International career
- Years: Team / Apps / (Points)
- 2007: South Africa Sevens / 3
- 2022–: South Africa / 16 / (10)
- Correct as of 27 September 2026
- Medal record
Men's Rugby union
Representing South Africa
Rugby World Cup
| Gold medal – first place | 2023 France | Squad |

= Deon Fourie =

South African rugby union player

Deon André Fourie (born 25 September 1986) is a South African professional rugby union player who plays for Western Province in the South African Provincial Currie Cup competition and for the Stormers in the United Rugby Championship. His regular playing positions are Hooker and Loose forward. He is known for his work rate and power at the rucks. He made history as the oldest Springbok debutant and became part of the squad that won the 2023 Rugby World Cup in France, playing 76 minutes in the final, which South Africa won.

Fourie previously played for the Western Province provincial team and the Stormers Super Rugby team. Fourie captained Western Province to Currie Cup champions in 2012. He represented South Africa at 7s level internationally in 2007.

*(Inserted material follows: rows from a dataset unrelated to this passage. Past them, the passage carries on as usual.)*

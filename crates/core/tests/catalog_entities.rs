use symcat_core::db::{
    Artifact, BinaryImage, Catalog, DbError, Device, ImageSymbolLink, Kernelcache, SharedCache,
    Symbol,
};

fn catalog() -> Catalog {
    Catalog::open_in_memory(50).expect("open in-memory catalog")
}

#[test]
fn create_or_find_artifact_is_idempotent() {
    let catalog = catalog();
    let candidate = Artifact::new("iPhone15,2_17.0_21A329_Restore.ipsw")
        .with_build(Some("17.0".into()), Some("21A329".into()));

    let first = catalog.create_or_find(candidate.clone()).expect("first create");
    let second = catalog.create_or_find(candidate).expect("second create");

    assert!(first.id.is_some());
    assert!(first.created_at.is_some());
    assert_eq!(first, second);
    assert_eq!(catalog.stats().expect("stats").artifacts, 1);
}

/// A second candidate with the same name but a different payload finds the
/// stored row; it does not overwrite it.
#[test]
fn create_or_find_returns_stored_row_not_candidate() {
    let catalog = catalog();
    let stored = catalog
        .create_or_find(Artifact::new("a.ipsw").with_build(Some("17.0".into()), None))
        .expect("create");

    // Same natural key, different payload: the stored row wins.
    let found = catalog
        .create_or_find(Artifact::new("a.ipsw").with_build(Some("99.9".into()), None))
        .expect("find");
    assert_eq!(found.id, stored.id);
    assert_eq!(found.version.as_deref(), Some("17.0"));
}

#[test]
fn every_entity_dedups_on_its_natural_key() {
    let catalog = catalog();
    let artifact = catalog.create_or_find(Artifact::new("fw.ipsw")).expect("artifact");
    let artifact_id = artifact.id;

    let d1 = catalog.create_or_find(Device::new(artifact_id, "iPhone15,2")).expect("device");
    let d2 = catalog.create_or_find(Device::new(artifact_id, "iPhone15,2")).expect("device again");
    assert_eq!(d1, d2);

    // Detached devices also dedup by name.
    let n1 = catalog.create_or_find(Device::new(None, "iPad13,1")).expect("detached");
    let n2 = catalog.create_or_find(Device::new(None, "iPad13,1")).expect("detached again");
    assert_eq!(n1.id, n2.id);

    let k1 = catalog.create_or_find(Kernelcache::new(artifact_id, "KC-UUID")).expect("kc");
    let k2 = catalog.create_or_find(Kernelcache::new(artifact_id, "KC-UUID")).expect("kc again");
    assert_eq!(k1, k2);

    let s1 = catalog
        .create_or_find(SharedCache::new(artifact_id, "DSC-UUID", 0x1_8000_0000))
        .expect("dsc");
    let s2 = catalog
        .create_or_find(SharedCache::new(artifact_id, "DSC-UUID", 0x1_8000_0000))
        .expect("dsc again");
    assert_eq!(s1, s2);
    assert_eq!(s2.shared_region_start, 0x1_8000_0000);

    let image = BinaryImage::new("IMG-UUID", "/usr/lib/libobjc.A.dylib").with_text_range(0x1000, 0x2000);
    let i1 = catalog.create_or_find(image.clone()).expect("image");
    let i2 = catalog.create_or_find(image).expect("image again");
    assert_eq!(i1, i2);

    let y1 = catalog.create_or_find(Symbol::new("_objc_msgSend", 0x1000, 0x1100)).expect("symbol");
    let y2 = catalog.create_or_find(Symbol::new("_objc_msgSend", 0x1000, 0x1100)).expect("symbol again");
    assert_eq!(y1, y2);

    let symbol_id = y1.id.expect("symbol id");
    catalog.create_or_find(ImageSymbolLink::new("IMG-UUID", symbol_id)).expect("link");
    catalog.create_or_find(ImageSymbolLink::new("IMG-UUID", symbol_id)).expect("link again");

    let stats = catalog.stats().expect("stats");
    assert_eq!(stats.artifacts, 1);
    assert_eq!(stats.devices, 2);
    assert_eq!(stats.kernelcaches, 1);
    assert_eq!(stats.shared_caches, 1);
    assert_eq!(stats.images, 1);
    assert_eq!(stats.symbols, 1);
    assert_eq!(stats.image_symbols, 1);
}

#[test]
fn symbols_with_same_name_but_different_range_are_distinct() {
    let catalog = catalog();
    let a = catalog.create_or_find(Symbol::new("_start", 0x100, 0x200)).expect("a");
    let b = catalog.create_or_find(Symbol::new("_start", 0x100, 0x180)).expect("b");
    assert_ne!(a.id, b.id);
}

/// The same (name, start, end) in two images is one symbol row and two links.
#[test]
fn shared_symbol_is_interned_once_and_linked_per_image() {
    let catalog = catalog();
    catalog.create_or_find(BinaryImage::new("U1", "libA.dylib")).expect("U1");
    catalog.create_or_find(BinaryImage::new("U2", "libB.dylib")).expect("U2");

    for uuid in ["U1", "U2"] {
        let symbol = catalog.create_or_find(Symbol::new("_memcpy", 0x4000, 0x4080)).expect("symbol");
        catalog
            .create_or_find(ImageSymbolLink::new(uuid, symbol.id.expect("id")))
            .expect("link");
    }

    let stats = catalog.stats().expect("stats");
    assert_eq!(stats.symbols, 1);
    assert_eq!(stats.image_symbols, 2);

    let u1 = catalog.get_symbols_for_image("U1").expect("U1 symbols");
    let u2 = catalog.get_symbols_for_image("U2").expect("U2 symbols");
    assert_eq!(u1, u2);
}

#[test]
fn create_or_find_all_reports_every_record_in_order() {
    let catalog = Catalog::open_in_memory(2).expect("open");
    let candidates: Vec<Symbol> =
        (0..5u64).map(|i| Symbol::new(format!("_f{i}"), i * 0x10, i * 0x10 + 0x10)).collect();

    let stored = catalog.create_or_find_all(candidates.clone()).expect("create all");
    assert_eq!(stored.len(), 5);
    assert!(stored.iter().all(|s| s.id.is_some()));
    assert_eq!(stored[3].name, "_f3");

    let again = catalog.create_or_find_all(candidates).expect("rerun");
    assert_eq!(stored, again);
    assert_eq!(catalog.stats().expect("stats").symbols, 5);
}

#[test]
fn lookups_of_missing_rows_are_not_found() {
    let catalog = catalog();

    let err = catalog.get_artifact_by_name("nope.ipsw").expect_err("missing by name");
    assert!(err.is_not_found(), "unexpected error: {err}");
    assert!(matches!(catalog.get_artifact(42), Err(DbError::NotFound { .. })));
    assert!(catalog.get_image("NOPE").expect_err("image").is_not_found());
    assert!(catalog.kernelcache_for_artifact(1).expect_err("kernelcache").is_not_found());
    assert!(catalog.get_symbols_for_image("NOPE").expect_err("symbols").is_not_found());
}

#[test]
fn artifact_children_are_listed() {
    let catalog = catalog();
    let artifact = catalog.create_or_find(Artifact::new("fw.ipsw")).expect("artifact");
    let id = artifact.id;

    catalog.create_or_find(Device::new(id, "iPhone15,3")).expect("device");
    catalog.create_or_find(Device::new(id, "iPhone15,2")).expect("device");
    let kc = catalog.create_or_find(Kernelcache::new(id, "KC")).expect("kc");
    catalog.create_or_find(SharedCache::new(id, "DSC", 0x1_8000_0000)).expect("dsc");
    let mut kext = BinaryImage::new("KEXT", "com.apple.driver.AppleA7IOP");
    kext.artifact_id = id;
    kext.kernelcache_id = kc.id;
    catalog.create_or_find(kext).expect("image");

    let id = id.expect("artifact id");
    let names: Vec<String> =
        catalog.devices_for_artifact(id).expect("devices").into_iter().map(|d| d.name).collect();
    assert_eq!(names, vec!["iPhone15,2", "iPhone15,3"]);
    assert_eq!(catalog.kernelcache_for_artifact(id).expect("kc").uuid, "KC");
    assert_eq!(catalog.shared_caches_for_artifact(id).expect("dsc").len(), 1);
    let images = catalog.images_for_artifact(id).expect("images");
    assert_eq!(images.len(), 1);
    assert_eq!(images[0].kernelcache_id, kc.id);
}

#[test]
fn second_kernelcache_for_an_artifact_is_rejected() {
    let catalog = catalog();
    let artifact = catalog.create_or_find(Artifact::new("fw.ipsw")).expect("artifact");
    catalog.create_or_find(Kernelcache::new(artifact.id, "KC-1")).expect("first kc");

    let err = catalog
        .create_or_find(Kernelcache::new(artifact.id, "KC-2"))
        .expect_err("one kernelcache per artifact");
    assert!(matches!(err, DbError::Sql(_)), "unexpected error: {err}");
}

#[test]
fn inverted_symbol_range_is_rejected_by_storage() {
    let catalog = catalog();
    let err = catalog.create_or_find(Symbol::new("_bad", 0x200, 0x100)).expect_err("start > end");
    assert!(matches!(err, DbError::Sql(_)));
    assert!(!err.is_transient());
}
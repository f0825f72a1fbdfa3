use std::fs;
use std::path::Path;

use anyhow::{anyhow, Context, Result};
use symcat_core::db::{BinaryImage, Catalog, Symbol};
use symcat_core::services::ingest::{IngestReport, ResumableIngest};
use symcat_core::services::macho::extract_macho_file;

use crate::commands::{open_catalog, print_json, CatalogArgs};
use crate::file_display_name;

/// Extract a Mach-O's image record and symbols and ingest them.
pub fn ingest_macho_command(
    args: &CatalogArgs,
    path: &Path,
    uuid: Option<String>,
    artifact: Option<&str>,
    json: bool,
) -> Result<()> {
    if !path.exists() {
        return Err(anyhow!("Binary file does not exist: {}", path.display()));
    }
    let extracted = extract_macho_file(path)?;
    let (image, symbols) = extracted.into_records(&file_display_name(path), uuid)?;

    let catalog = open_catalog(args)?;
    let image = attach_artifact(&catalog, image, artifact)?;
    let report = ResumableIngest::default().run(&catalog, &image, &symbols)?;
    print_report(&image, &report, json)
}

/// Ingest symbols from a JSON array of `{ "name", "start", "end" }` objects.
pub fn ingest_symbols_command(
    args: &CatalogArgs,
    uuid: &str,
    name: &str,
    file: &Path,
    artifact: Option<&str>,
    json: bool,
) -> Result<()> {
    let body = fs::read_to_string(file)
        .with_context(|| format!("Failed to read symbols file: {}", file.display()))?;
    let symbols: Vec<Symbol> = serde_json::from_str(&body)
        .with_context(|| format!("Failed to parse symbols JSON: {}", file.display()))?;
    if let Some(bad) = symbols.iter().find(|s| s.start > s.end) {
        return Err(anyhow!(
            "Symbol '{}' has start {:#x} past end {:#x}",
            bad.name,
            bad.start,
            bad.end
        ));
    }

    let text_start = symbols.iter().map(|s| s.start).min().unwrap_or(0);
    let text_end = symbols.iter().map(|s| s.end).max().unwrap_or(0);
    let image = BinaryImage::new(uuid, name).with_text_range(text_start, text_end);

    let catalog = open_catalog(args)?;
    let image = attach_artifact(&catalog, image, artifact)?;
    let report = ResumableIngest::default().run(&catalog, &image, &symbols)?;
    print_report(&image, &report, json)
}

fn attach_artifact(
    catalog: &Catalog,
    mut image: BinaryImage,
    artifact: Option<&str>,
) -> Result<BinaryImage> {
    if let Some(name) = artifact {
        let artifact = catalog
            .get_artifact_by_name(name)
            .with_context(|| format!("Artifact '{}' must be registered first", name))?;
        image.artifact_id = artifact.id;
    }
    Ok(image)
}

fn print_report(image: &BinaryImage, report: &IngestReport, json: bool) -> Result<()> {
    if json {
        return print_json(report);
    }

    println!("Ingested image:");
    println!("  UUID: {}", image.uuid);
    println!("  Name: {}", image.name);
    println!("  __text: {:#x}..{:#x}", image.text_start, image.text_end);
    println!(
        "  Symbols: {} ({} new, {} new links)",
        report.symbols, report.new_symbols, report.new_links
    );
    println!("  Batches: {}", report.batches);
    Ok(())
}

Fourie’s natural athletic ability was evident from a young age where he won two South African gymnastics titles while under the tutelage of his mother, Jeanette Fourie. He has attributed this early gymnastics training as one of the reasons he has been so successful as a fetcher in rugby union.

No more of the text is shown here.